Problem details >>
Read through the entries below and copy each line where "crates" turns up.

★ ★ ★ ★ ★ ★ ★

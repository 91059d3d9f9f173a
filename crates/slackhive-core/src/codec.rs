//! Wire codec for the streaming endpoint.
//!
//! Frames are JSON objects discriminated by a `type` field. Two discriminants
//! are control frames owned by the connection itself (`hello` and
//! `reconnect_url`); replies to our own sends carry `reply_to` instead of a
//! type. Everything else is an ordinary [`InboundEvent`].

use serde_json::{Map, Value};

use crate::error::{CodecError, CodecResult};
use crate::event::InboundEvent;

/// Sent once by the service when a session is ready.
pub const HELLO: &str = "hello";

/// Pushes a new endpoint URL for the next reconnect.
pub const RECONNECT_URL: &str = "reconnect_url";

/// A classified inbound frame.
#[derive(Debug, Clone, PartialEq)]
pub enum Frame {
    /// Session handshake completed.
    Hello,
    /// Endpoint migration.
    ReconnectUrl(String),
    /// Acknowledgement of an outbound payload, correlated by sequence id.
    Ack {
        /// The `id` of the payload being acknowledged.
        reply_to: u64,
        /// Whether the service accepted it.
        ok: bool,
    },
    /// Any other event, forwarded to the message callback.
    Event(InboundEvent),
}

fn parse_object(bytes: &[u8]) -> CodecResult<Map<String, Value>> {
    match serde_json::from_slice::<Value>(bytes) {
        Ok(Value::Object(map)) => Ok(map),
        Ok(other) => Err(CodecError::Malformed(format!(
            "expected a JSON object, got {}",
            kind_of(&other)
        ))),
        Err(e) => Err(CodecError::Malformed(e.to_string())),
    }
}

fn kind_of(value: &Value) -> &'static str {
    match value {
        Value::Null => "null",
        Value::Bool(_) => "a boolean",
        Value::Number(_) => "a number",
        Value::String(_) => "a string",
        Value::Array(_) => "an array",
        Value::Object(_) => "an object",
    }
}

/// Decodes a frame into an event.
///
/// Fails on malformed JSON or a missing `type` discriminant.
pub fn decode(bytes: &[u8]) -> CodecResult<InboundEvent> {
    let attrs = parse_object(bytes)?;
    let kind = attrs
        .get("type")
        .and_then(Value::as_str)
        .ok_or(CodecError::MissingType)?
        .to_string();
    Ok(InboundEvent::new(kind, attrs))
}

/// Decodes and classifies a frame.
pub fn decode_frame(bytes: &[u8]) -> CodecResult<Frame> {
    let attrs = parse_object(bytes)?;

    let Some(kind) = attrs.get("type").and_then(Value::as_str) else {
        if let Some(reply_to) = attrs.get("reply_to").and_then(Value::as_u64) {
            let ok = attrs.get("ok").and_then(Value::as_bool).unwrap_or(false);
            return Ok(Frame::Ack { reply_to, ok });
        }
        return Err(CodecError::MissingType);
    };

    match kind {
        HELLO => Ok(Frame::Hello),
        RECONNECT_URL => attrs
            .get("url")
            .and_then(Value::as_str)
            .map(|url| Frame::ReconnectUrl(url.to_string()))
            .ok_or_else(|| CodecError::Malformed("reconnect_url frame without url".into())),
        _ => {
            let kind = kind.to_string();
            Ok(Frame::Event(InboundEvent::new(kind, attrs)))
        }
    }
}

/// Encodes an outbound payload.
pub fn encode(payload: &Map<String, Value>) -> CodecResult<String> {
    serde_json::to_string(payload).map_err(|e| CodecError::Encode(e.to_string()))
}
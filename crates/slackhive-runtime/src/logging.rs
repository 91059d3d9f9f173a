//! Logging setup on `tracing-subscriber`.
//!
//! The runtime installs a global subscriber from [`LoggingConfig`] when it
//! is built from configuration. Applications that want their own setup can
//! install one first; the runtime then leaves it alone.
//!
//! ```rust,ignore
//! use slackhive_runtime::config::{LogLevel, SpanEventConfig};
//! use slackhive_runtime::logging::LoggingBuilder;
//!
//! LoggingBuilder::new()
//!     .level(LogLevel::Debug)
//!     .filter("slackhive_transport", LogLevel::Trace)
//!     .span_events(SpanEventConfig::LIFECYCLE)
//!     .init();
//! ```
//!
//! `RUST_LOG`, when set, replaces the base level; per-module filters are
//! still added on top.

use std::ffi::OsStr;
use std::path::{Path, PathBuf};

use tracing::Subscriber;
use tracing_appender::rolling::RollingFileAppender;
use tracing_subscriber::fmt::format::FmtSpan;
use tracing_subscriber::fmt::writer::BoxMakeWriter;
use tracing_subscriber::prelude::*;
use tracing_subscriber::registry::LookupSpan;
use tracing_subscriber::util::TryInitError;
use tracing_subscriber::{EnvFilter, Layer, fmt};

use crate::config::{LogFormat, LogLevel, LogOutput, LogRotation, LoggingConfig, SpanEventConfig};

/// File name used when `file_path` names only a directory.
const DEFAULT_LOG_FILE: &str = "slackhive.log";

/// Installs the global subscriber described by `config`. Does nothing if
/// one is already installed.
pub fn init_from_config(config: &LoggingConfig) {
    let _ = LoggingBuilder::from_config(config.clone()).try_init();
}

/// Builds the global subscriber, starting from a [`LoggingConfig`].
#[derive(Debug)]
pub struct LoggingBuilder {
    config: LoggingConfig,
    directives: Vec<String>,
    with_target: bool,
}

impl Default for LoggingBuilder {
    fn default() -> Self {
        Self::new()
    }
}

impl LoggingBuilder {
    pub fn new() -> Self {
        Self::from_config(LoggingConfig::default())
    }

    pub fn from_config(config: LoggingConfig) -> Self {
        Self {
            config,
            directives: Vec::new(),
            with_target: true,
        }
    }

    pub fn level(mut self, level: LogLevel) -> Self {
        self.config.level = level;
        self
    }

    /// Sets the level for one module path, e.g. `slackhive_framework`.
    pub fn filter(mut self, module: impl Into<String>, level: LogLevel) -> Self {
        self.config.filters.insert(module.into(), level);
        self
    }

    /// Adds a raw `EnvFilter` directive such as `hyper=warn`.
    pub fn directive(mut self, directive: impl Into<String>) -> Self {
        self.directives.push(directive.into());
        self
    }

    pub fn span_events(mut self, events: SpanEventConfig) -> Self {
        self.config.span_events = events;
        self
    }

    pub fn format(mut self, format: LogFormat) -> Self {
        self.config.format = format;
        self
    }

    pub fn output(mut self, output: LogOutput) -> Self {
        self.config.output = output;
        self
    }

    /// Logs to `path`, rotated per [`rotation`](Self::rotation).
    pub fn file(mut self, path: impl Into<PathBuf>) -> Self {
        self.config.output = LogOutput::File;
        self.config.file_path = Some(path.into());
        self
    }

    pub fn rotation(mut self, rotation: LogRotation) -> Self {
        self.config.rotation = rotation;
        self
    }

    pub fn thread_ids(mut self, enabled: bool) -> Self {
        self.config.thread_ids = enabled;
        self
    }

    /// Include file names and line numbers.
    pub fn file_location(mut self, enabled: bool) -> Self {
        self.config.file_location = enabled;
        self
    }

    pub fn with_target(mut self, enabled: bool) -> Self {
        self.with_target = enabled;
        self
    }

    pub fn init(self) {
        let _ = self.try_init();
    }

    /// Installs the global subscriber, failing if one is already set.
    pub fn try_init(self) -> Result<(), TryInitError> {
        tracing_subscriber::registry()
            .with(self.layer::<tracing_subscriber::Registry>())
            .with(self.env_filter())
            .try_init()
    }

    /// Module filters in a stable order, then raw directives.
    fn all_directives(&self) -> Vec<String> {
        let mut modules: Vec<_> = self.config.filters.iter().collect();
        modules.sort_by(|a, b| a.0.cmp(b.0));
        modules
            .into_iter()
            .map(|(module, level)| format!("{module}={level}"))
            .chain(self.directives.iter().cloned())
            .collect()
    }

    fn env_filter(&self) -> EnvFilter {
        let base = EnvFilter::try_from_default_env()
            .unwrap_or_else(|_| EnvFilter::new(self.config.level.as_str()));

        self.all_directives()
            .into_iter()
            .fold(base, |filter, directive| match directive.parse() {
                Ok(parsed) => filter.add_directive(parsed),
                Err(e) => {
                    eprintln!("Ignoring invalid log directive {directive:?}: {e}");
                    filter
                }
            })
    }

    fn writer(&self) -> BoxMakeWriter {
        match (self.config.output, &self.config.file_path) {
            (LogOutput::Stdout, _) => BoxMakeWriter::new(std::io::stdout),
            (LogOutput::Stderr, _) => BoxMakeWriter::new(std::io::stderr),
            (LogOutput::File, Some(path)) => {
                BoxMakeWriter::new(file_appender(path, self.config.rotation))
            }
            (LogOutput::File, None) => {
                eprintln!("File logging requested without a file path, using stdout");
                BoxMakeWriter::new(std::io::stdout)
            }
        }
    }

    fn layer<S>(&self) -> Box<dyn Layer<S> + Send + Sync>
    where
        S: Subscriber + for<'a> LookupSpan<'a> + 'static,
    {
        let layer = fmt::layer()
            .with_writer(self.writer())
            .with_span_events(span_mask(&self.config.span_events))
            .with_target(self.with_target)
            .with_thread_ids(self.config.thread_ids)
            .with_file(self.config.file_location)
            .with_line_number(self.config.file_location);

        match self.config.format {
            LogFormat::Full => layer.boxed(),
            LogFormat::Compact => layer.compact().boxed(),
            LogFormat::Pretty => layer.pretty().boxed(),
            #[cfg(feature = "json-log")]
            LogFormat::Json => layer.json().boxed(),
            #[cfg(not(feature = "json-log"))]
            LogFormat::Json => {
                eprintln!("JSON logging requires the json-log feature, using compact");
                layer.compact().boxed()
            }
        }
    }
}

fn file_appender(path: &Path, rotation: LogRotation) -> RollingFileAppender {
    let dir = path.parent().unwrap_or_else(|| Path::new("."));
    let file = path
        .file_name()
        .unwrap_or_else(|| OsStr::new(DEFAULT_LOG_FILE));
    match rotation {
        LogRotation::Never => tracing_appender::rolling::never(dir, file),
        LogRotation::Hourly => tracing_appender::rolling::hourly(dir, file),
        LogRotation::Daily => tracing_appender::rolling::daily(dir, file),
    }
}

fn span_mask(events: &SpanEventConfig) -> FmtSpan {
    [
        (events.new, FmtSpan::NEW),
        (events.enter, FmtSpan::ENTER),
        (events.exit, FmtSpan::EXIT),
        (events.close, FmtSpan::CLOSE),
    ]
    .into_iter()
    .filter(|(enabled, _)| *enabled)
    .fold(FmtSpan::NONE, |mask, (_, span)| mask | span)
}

★ ★ ★ ★ ★ ★ ★

Result below >>
filename crates/slackhive-core/src/codec.rs
filename crates/slackhive-runtime/src/logging.rs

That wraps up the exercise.